It's that time of year where tech companies are making their announcements for the next generation of their products - just in time for holiday shopping. While these announcements may look different this year from past events thanks to the lockdown, most of the products are what we expect - incremental updates to existing prodicts. Amazon decided to take a different approach from the likes of Apple and announced some legitimately new prodicts, or big new features to existing lines.
Sure, the Echo speakers are generally unchanged, save for the design. Instead of a Pringles can, they now look like a ball. But, that's mostly just aesthetics. Sure, Alexa is getting upgrades, but that's not a device feature, that is a network-level feature.

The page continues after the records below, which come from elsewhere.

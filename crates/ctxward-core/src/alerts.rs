//! Alert Engine (C9, §4.9): evaluates the fixed rule set on each processed
//! update and on each registry sweep, de-bounces so a flapping condition
//! doesn't spam, and keeps a bounded in-memory ring of recent alerts.

use crate::event::{EventBus, GovernorEvent};
use crate::models::{now_millis, Alert, AlertRule, Severity};
use crate::registry::SessionRegistry;
use parking_lot::Mutex;
use std::collections::{HashSet, VecDeque};

const HIGH_UTILIZATION: f64 = 0.85;
const CRITICAL_UTILIZATION: f64 = 0.95;
const HIGH_VELOCITY: f64 = 1000.0;
const PARALLEL_SESSIONS_THRESHOLD: usize = 3;

/// One input snapshot the engine reacts to per processed update (§4.9).
#[derive(Debug, Clone, Copy, Default)]
pub struct AlertInputs {
    pub utilization: f64,
    pub velocity: f64,
    pub compaction_just_detected: bool,
}

pub struct AlertEngine {
    ring: Mutex<VecDeque<Alert>>,
    capacity: usize,
    /// Rules currently "active" (triggering) per scope key, so re-evaluating
    /// the same condition on the next update doesn't re-fire (§4.9 "once per
    /// transition into the triggering state").
    active: Mutex<HashSet<(AlertRule, String)>>,
    events: EventBus,
}

impl AlertEngine {
    pub fn new(capacity: usize, events: EventBus) -> Self {
        Self {
            ring: Mutex::new(VecDeque::with_capacity(capacity)),
            capacity,
            active: Mutex::new(HashSet::new()),
            events,
        }
    }

    /// Evaluate the per-session rules (`HighContextUtilization`,
    /// `CriticalContextUtilization`, `RapidTokenConsumption`,
    /// `CompactionDetected`) for one session's latest update.
    pub fn evaluate_session(&self, session_id: &str, inputs: AlertInputs) -> Vec<Alert> {
        let mut fired = Vec::new();

        self.edge_trigger(
            AlertRule::CriticalContextUtilization,
            session_id,
            inputs.utilization > CRITICAL_UTILIZATION,
            || format!("utilization {:.1}%", inputs.utilization * 100.0),
            Some(session_id),
            &mut fired,
        );
        // Critical and high-utilization are mutually exclusive states for a
        // given scope key, but they share the same underlying metric: only
        // fire the warning tier while not already critical.
        if inputs.utilization <= CRITICAL_UTILIZATION {
            self.edge_trigger(
                AlertRule::HighContextUtilization,
                session_id,
                inputs.utilization > HIGH_UTILIZATION,
                || format!("utilization {:.1}%", inputs.utilization * 100.0),
                Some(session_id),
                &mut fired,
            );
        } else {
            self.clear(AlertRule::HighContextUtilization, session_id);
        }

        self.edge_trigger(
            AlertRule::RapidTokenConsumption,
            session_id,
            inputs.velocity > HIGH_VELOCITY,
            || format!("{:.0} tokens/sec", inputs.velocity),
            Some(session_id),
            &mut fired,
        );

        if inputs.compaction_just_detected {
            // Level-triggered by nature (a discrete event, not a standing
            // condition), so always fires rather than going through
            // edge_trigger's active-set bookkeeping.
            let alert = Alert {
                rule: AlertRule::CompactionDetected,
                session_id: Some(session_id.to_string()),
                severity: AlertRule::CompactionDetected.default_severity(),
                message: "compaction detected".to_string(),
                observed_at: now_millis(),
            };
            self.record(alert.clone());
            fired.push(alert);
        }

        fired
    }

    /// Sweep the registry for `ParallelSessionsHigh` (§4.9): three or more
    /// active sessions sharing a `projectId`.
    pub async fn evaluate_parallel_sessions(&self, registry: &SessionRegistry) -> Vec<Alert> {
        let mut fired = Vec::new();
        for (project_id, count) in registry.project_session_counts().await {
            let key = project_id.as_str();
            let before = fired.len();
            self.edge_trigger(
                AlertRule::ParallelSessionsHigh,
                key,
                count >= PARALLEL_SESSIONS_THRESHOLD,
                || format!("{count} active sessions in project {key}"),
                None,
                &mut fired,
            );
            if fired.len() > before {
                // Dedicated SSE pattern event alongside the alert (§4.8 event
                // catalogue lists `pattern:parallel-sessions` separately from
                // `alert:triggered`; §8 scenario 4 asserts on the former).
                self.events.publish(GovernorEvent::ParallelSessions {
                    project_id: key.to_string(),
                    session_count: count,
                });
            }
        }
        fired
    }

    /// Supplemental rule: the store has failed `consecutive_failures` times
    /// in a row. Not in the original rule table but a natural extension of
    /// it once persistence has retry/backoff (§4.7, §4.6).
    pub fn evaluate_persistence_degraded(&self, consecutive_failures: u32) -> Option<Alert> {
        let mut fired = Vec::new();
        self.edge_trigger(
            AlertRule::PersistenceDegraded,
            "store",
            consecutive_failures >= 3,
            || format!("{consecutive_failures} consecutive persistence failures"),
            None,
            &mut fired,
        );
        fired.into_iter().next()
    }

    /// Supplemental rule: active session count is approaching the
    /// configured ceiling, so operators get a warning before new sessions
    /// start hitting capacity errors (§6 `maxConcurrentSessions`).
    pub fn evaluate_capacity_soft_limit(&self, active: usize, max: usize) -> Option<Alert> {
        if max == 0 {
            return None;
        }
        let ratio = active as f64 / max as f64;
        let mut fired = Vec::new();
        self.edge_trigger(
            AlertRule::CapacitySoftLimit,
            "registry",
            ratio >= 0.9,
            || format!("{active}/{max} active sessions"),
            None,
            &mut fired,
        );
        fired.into_iter().next()
    }

    fn edge_trigger(
        &self,
        rule: AlertRule,
        scope: &str,
        is_triggering: bool,
        message: impl FnOnce() -> String,
        session_id: Option<&str>,
        out: &mut Vec<Alert>,
    ) {
        let key = (rule, scope.to_string());
        let mut active = self.active.lock();
        let was_active = active.contains(&key);
        if is_triggering && !was_active {
            active.insert(key);
            drop(active);
            let alert = Alert {
                rule,
                session_id: session_id.map(str::to_string),
                severity: rule.default_severity(),
                message: message(),
                observed_at: now_millis(),
            };
            self.record(alert.clone());
            out.push(alert);
        } else if !is_triggering && was_active {
            active.remove(&key);
        }
    }

    fn clear(&self, rule: AlertRule, scope: &str) {
        self.active.lock().remove(&(rule, scope.to_string()));
    }

    fn record(&self, alert: Alert) {
        self.events.publish(GovernorEvent::AlertTriggered(alert.clone()));
        let mut ring = self.ring.lock();
        if ring.len() >= self.capacity {
            ring.pop_front();
        }
        ring.push_back(alert);
    }

    pub fn recent(&self) -> Vec<Alert> {
        self.ring.lock().iter().cloned().collect()
    }
}

/// Severity ordering sanity: `Info < Warning < Error < Critical` per the
/// derive on [`Severity`], used by callers that want to filter by minimum
/// severity (e.g. a future `?min_severity=` query parameter).
pub fn min_severity_at_least(severity: Severity, floor: Severity) -> bool {
    severity >= floor
}

#[cfg(test)]
mod tests {
    use super::*;

    #[test]
    fn high_utilization_fires_once_then_suppresses_while_still_high() {
        let engine = AlertEngine::new(100, EventBus::default());
        let fired1 = engine.evaluate_session(
            "s-1",
            AlertInputs {
                utilization: 0.90,
                velocity: 0.0,
                compaction_just_detected: false,
            },
        );
        assert_eq!(fired1.len(), 1);
        assert_eq!(fired1[0].rule, AlertRule::HighContextUtilization);

        let fired2 = engine.evaluate_session(
            "s-1",
            AlertInputs {
                utilization: 0.91,
                velocity: 0.0,
                compaction_just_detected: false,
            },
        );
        assert!(fired2.is_empty());
    }

    #[test]
    fn dropping_below_threshold_then_crossing_again_refires() {
        let engine = AlertEngine::new(100, EventBus::default());
        engine.evaluate_session(
            "s-1",
            AlertInputs {
                utilization: 0.90,
                velocity: 0.0,
                compaction_just_detected: false,
            },
        );
        engine.evaluate_session(
            "s-1",
            AlertInputs {
                utilization: 0.50,
                velocity: 0.0,
                compaction_just_detected: false,
            },
        );
        let fired = engine.evaluate_session(
            "s-1",
            AlertInputs {
                utilization: 0.90,
                velocity: 0.0,
                compaction_just_detected: false,
            },
        );
        assert_eq!(fired.len(), 1);
    }

    #[test]
    fn critical_and_high_are_mutually_exclusive() {
        let engine = AlertEngine::new(100, EventBus::default());
        let fired = engine.evaluate_session(
            "s-1",
            AlertInputs {
                utilization: 0.97,
                velocity: 0.0,
                compaction_just_detected: false,
            },
        );
        assert_eq!(fired.len(), 1);
        assert_eq!(fired[0].rule, AlertRule::CriticalContextUtilization);
    }

    #[test]
    fn compaction_detected_always_fires_and_is_recorded() {
        let engine = AlertEngine::new(100, EventBus::default());
        let fired = engine.evaluate_session(
            "s-1",
            AlertInputs {
                utilization: 0.5,
                velocity: 0.0,
                compaction_just_detected: true,
            },
        );
        assert_eq!(fired.len(), 1);
        assert_eq!(engine.recent().len(), 1);
    }

    #[test]
    fn ring_buffer_is_bounded() {
        let engine = AlertEngine::new(2, EventBus::default());
        for i in 0..5 {
            engine.evaluate_session(
                &format!("s-{i}"),
                AlertInputs {
                    utilization: 0.0,
                    velocity: 0.0,
                    compaction_just_detected: true,
                },
            );
        }
        assert_eq!(engine.recent().len(), 2);
    }

    #[tokio::test]
    async fn parallel_sessions_high_fires_at_three_in_same_project() {
        let engine = AlertEngine::new(100, EventBus::default());
        let registry = SessionRegistry::new(200_000, 4096, 128, std::time::Duration::from_secs(900));
        for i in 0..3 {
            registry.get_or_create(&format!("s-{i}").as_str().into(), &"proj-a".into(), None, 0);
        }
        let fired = engine.evaluate_parallel_sessions(&registry).await;
        assert_eq!(fired.len(), 1);
        assert_eq!(fired[0].rule, AlertRule::ParallelSessionsHigh);
    }
}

The Eero line also got a modest upgrade, with a pair of new mesh routers sporting Wi-Fi 6. This is a welcome upgrade, but fairly pedestrian, as most other brands have already released Wi-Fi 6 mesh routers.
The real shock for Amazon comes in a pair of devices: the upgraded Echo Show 10 and the Ring Always Home Cam. The new Echo Show 10 adds an interesting feature - the ability for the camera to follow you. But, if you have seen an Echo Show, you know the camera is built in to the frame of the screen. So, to accomplish this new feature, the entire screen follows you. It's an interesting concept, but a problem for anyone who is worried about privacy, because it means the camera is always looking for people, can identify them, and then follow them around a room.
While that's odd, the Ring Always Home Cam is even odder, and stranger. It is a camera drone that sits in a mouht in your home and can fly around and follow intruders. No part of Amazon, a company that has had privacy violation issues in the past, having moving access to view inside of your home makes this an uncomplicated issue. While Amazon assures people that the flying spy camera makes enough noise that no one would be surprised by it, it's less about Amazon and more about hacking that has me worried. If someone can gain remote access to the devices, like they did with the Ring cameras a while back, hackers might be able to scout the inside of your home using your own spy drone. They could even land it in a different location and keep an eye of your activities. Not a great possible outcome for a product that is really just a novelty looking for attention.
Last month, it was revealed that DC Universe was moving its content off of the service and onto HBO Max. The company promised that DC Universe would still exist, but the lack of original content did not bode well for the future of the service as a streaming platform. This week, DC Comics confirmed that DC Universe would no longer be a streaming service, but that it would live on in the form of a comic subscription service.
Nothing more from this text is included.